Work to be completed |
Within the records that follow, find every line containing the string "makes". Copy those lines.

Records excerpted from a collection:
----------------
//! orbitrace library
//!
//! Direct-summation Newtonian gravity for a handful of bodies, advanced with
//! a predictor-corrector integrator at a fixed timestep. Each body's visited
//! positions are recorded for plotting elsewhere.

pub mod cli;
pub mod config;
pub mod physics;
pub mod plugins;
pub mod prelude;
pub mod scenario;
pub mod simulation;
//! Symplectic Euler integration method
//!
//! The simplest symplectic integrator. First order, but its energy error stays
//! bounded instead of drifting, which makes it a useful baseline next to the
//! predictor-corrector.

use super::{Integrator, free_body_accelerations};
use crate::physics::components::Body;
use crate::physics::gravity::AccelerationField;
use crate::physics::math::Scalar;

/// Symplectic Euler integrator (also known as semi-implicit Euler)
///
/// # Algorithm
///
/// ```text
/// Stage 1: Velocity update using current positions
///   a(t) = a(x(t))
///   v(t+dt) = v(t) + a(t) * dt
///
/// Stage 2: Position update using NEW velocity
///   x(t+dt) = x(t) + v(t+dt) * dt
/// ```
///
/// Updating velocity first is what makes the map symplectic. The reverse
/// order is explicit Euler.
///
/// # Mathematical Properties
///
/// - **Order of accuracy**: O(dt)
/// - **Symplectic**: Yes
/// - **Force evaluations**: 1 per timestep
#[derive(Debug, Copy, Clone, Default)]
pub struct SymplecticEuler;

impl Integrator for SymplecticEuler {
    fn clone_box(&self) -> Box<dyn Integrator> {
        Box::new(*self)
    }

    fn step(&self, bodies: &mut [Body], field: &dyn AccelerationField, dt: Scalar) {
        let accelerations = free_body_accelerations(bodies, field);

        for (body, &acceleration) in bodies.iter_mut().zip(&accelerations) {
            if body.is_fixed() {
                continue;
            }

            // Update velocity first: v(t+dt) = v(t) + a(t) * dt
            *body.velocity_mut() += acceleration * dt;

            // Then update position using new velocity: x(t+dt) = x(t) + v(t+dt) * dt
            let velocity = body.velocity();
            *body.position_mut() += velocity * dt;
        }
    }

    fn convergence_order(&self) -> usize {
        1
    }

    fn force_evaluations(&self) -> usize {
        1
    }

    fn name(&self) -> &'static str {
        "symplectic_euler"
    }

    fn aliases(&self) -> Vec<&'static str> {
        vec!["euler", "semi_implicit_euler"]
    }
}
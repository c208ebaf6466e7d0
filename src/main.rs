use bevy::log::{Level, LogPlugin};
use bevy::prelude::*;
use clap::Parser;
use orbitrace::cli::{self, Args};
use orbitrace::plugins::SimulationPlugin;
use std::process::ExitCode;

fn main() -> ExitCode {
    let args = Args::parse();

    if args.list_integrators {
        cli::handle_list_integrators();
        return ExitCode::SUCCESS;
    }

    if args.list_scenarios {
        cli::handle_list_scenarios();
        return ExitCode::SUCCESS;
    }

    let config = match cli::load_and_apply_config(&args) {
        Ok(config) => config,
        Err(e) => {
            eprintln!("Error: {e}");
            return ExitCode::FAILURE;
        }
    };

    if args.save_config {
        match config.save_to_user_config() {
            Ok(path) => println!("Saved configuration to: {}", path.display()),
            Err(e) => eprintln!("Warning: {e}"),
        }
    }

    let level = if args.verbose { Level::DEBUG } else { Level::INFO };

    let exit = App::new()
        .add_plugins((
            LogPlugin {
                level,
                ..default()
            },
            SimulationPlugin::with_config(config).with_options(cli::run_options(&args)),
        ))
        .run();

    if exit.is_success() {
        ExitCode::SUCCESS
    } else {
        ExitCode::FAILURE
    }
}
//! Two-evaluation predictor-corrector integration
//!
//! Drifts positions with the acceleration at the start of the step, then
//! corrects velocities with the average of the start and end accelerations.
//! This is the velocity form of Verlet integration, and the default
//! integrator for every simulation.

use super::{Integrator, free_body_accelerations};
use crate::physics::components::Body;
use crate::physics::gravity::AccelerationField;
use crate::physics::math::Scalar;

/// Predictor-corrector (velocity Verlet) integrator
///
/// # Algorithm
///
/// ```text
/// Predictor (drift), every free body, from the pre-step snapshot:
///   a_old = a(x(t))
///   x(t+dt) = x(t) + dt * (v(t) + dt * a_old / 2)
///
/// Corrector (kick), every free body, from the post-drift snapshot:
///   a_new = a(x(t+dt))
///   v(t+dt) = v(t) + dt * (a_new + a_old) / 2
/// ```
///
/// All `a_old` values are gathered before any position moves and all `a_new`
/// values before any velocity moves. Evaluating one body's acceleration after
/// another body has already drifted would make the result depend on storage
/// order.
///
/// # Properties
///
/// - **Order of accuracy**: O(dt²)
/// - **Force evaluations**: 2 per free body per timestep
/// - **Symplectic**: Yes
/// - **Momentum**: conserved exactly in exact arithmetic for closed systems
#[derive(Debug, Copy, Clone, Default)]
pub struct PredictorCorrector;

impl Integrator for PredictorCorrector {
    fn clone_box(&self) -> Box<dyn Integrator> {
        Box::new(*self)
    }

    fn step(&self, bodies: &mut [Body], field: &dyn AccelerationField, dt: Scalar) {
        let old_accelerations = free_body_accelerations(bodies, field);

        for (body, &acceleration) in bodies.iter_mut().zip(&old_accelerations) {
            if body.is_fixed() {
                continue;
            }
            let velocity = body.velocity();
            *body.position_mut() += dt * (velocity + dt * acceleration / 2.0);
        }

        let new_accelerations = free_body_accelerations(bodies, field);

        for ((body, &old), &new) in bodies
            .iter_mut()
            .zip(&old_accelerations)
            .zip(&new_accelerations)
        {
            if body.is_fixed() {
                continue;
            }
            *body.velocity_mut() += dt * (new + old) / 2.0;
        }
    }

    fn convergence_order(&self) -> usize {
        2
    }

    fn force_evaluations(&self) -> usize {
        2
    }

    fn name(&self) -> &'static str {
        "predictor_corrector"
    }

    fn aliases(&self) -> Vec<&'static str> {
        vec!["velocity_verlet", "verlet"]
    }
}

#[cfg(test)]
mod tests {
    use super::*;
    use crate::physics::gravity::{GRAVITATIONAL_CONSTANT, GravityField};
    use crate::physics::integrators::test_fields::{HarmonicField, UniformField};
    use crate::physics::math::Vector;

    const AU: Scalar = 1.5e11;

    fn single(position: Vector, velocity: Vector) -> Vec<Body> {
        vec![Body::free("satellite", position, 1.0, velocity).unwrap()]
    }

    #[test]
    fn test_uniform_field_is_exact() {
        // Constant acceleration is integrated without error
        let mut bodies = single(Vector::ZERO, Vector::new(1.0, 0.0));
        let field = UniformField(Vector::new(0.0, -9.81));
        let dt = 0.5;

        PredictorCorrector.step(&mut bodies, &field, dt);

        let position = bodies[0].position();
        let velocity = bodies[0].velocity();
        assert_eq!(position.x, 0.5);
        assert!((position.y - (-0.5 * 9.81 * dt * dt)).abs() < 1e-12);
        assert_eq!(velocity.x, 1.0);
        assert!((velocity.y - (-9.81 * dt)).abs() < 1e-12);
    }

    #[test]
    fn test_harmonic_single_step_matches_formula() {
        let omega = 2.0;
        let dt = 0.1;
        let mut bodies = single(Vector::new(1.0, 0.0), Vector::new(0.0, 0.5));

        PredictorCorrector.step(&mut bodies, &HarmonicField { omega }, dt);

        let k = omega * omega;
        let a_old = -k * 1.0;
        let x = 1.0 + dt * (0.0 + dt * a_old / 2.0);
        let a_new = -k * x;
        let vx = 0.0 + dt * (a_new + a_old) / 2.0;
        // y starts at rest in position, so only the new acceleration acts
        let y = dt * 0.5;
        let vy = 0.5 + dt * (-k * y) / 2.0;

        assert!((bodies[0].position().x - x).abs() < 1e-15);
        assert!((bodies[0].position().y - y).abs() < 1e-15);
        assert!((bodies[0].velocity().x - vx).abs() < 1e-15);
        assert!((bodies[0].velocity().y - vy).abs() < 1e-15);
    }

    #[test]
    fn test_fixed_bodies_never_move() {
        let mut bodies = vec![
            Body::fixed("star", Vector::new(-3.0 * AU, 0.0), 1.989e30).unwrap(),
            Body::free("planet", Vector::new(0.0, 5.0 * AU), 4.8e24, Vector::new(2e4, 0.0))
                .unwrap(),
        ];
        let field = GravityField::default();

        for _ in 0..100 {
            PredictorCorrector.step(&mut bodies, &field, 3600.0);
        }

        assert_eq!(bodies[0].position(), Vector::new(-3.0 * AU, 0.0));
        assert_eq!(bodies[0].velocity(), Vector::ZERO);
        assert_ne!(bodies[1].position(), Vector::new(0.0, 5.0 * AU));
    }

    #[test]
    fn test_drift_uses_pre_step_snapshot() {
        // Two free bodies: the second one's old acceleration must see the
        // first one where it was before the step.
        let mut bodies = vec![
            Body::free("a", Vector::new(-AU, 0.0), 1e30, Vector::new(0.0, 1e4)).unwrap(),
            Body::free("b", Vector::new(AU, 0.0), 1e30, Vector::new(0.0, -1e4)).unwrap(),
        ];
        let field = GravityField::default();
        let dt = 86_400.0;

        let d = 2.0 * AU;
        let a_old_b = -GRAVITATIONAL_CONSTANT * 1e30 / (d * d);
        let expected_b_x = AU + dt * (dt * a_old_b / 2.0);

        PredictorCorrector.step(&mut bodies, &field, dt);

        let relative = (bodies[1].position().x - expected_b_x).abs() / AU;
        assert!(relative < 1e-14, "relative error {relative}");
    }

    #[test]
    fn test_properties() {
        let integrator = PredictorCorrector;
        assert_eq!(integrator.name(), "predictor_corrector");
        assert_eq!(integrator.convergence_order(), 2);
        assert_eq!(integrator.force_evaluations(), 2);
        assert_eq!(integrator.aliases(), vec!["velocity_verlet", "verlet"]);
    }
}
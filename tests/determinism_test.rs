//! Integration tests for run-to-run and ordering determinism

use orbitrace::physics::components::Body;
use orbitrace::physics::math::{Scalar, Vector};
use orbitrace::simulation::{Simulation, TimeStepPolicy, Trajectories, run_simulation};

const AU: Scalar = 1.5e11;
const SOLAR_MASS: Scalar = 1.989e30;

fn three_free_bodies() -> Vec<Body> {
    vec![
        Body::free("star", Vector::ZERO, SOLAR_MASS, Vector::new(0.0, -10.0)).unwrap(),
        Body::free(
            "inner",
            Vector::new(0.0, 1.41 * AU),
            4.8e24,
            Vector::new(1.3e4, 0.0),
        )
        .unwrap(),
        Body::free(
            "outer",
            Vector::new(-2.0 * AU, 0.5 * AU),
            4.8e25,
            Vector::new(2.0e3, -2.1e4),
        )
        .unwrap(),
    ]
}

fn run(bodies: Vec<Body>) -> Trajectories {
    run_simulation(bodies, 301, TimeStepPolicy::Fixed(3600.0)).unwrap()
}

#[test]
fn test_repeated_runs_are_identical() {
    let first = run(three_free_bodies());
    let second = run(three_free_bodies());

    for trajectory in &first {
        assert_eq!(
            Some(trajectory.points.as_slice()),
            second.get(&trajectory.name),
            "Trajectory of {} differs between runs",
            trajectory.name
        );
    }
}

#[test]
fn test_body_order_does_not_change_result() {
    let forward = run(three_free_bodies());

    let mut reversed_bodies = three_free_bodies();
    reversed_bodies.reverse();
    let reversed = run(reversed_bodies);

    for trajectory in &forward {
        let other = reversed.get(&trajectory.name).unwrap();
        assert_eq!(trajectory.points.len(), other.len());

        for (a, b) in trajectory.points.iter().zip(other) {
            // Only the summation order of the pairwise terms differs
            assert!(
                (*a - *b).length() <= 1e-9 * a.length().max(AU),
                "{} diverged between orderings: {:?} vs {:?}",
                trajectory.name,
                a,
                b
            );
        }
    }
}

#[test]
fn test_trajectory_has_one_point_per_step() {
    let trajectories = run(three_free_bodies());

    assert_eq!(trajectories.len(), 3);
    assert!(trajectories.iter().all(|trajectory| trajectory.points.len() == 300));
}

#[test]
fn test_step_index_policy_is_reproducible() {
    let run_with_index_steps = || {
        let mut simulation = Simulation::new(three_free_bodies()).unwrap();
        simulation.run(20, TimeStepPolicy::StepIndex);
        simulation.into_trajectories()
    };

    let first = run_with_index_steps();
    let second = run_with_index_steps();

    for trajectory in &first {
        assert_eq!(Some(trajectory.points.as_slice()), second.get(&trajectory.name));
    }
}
----------------
Result of the task |
//! bounded instead of drifting, which makes it a useful baseline next to the
/// Updating velocity first is what makes the map symplectic. The reverse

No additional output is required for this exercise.